• REQUIREMENT
Transcribe the stretch of entries below from the line with "let dt = dt.as_secs_f32();" through the line with "if self.pitch <", exactly and with both ends included; leave out all other lines.

• DATA EXTRACTS

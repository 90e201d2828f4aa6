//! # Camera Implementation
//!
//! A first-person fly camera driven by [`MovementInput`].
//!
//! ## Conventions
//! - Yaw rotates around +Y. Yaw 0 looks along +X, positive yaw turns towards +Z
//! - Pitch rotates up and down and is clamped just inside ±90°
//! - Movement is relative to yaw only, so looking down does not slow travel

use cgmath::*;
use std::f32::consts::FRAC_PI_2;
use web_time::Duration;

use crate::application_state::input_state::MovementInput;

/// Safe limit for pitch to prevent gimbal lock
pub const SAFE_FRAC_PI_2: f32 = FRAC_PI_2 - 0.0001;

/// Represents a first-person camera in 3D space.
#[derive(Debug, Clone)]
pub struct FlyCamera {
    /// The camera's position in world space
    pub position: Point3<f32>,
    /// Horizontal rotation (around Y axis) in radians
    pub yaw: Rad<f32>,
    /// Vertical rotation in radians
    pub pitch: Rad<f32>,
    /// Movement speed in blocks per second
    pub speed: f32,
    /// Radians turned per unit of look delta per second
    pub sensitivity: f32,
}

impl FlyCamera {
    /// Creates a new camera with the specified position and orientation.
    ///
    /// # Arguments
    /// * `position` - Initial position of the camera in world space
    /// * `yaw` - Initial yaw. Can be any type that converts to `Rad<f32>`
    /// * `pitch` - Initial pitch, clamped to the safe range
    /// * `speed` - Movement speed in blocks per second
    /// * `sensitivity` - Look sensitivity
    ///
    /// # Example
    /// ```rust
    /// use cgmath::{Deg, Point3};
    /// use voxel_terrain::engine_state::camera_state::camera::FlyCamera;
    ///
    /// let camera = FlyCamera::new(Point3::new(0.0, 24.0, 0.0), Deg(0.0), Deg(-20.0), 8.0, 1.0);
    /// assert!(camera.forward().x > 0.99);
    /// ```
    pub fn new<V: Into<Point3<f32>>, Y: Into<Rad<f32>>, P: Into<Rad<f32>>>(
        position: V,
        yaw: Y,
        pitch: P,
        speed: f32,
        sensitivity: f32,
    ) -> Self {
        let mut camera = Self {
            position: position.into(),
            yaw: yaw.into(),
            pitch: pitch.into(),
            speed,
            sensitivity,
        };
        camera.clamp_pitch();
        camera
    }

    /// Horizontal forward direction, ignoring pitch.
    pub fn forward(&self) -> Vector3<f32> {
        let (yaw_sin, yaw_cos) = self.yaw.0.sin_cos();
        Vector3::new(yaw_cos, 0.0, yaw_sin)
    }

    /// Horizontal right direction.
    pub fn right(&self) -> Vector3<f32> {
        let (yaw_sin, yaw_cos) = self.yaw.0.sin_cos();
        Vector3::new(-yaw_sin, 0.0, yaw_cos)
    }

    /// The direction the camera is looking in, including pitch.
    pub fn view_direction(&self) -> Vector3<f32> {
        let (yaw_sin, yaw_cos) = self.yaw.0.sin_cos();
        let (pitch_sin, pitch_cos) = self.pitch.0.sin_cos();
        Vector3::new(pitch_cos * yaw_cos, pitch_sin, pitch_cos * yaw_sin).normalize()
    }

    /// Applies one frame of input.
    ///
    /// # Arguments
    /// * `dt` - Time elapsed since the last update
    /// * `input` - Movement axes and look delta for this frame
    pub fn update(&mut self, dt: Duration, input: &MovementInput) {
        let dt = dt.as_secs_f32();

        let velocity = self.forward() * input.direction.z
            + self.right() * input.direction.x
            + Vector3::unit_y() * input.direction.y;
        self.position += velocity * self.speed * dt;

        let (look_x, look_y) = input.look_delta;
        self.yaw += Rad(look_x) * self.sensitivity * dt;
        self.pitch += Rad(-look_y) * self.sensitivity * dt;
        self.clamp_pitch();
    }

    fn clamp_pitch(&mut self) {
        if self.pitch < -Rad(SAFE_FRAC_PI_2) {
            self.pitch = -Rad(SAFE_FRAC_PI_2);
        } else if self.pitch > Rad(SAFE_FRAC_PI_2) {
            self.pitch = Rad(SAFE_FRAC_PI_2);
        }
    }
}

• WRITTEN SOLUTION
        let dt = dt.as_secs_f32();

        let velocity = self.forward() * input.direction.z
            + self.right() * input.direction.x
            + Vector3::unit_y() * input.direction.y;
        self.position += velocity * self.speed * dt;

        let (look_x, look_y) = input.look_delta;
        self.yaw += Rad(look_x) * self.sensitivity * dt;
        self.pitch += Rad(-look_y) * self.sensitivity * dt;
        self.clamp_pitch();
    }

    fn clamp_pitch(&mut self) {
        if self.pitch < -Rad(SAFE_FRAC_PI_2) {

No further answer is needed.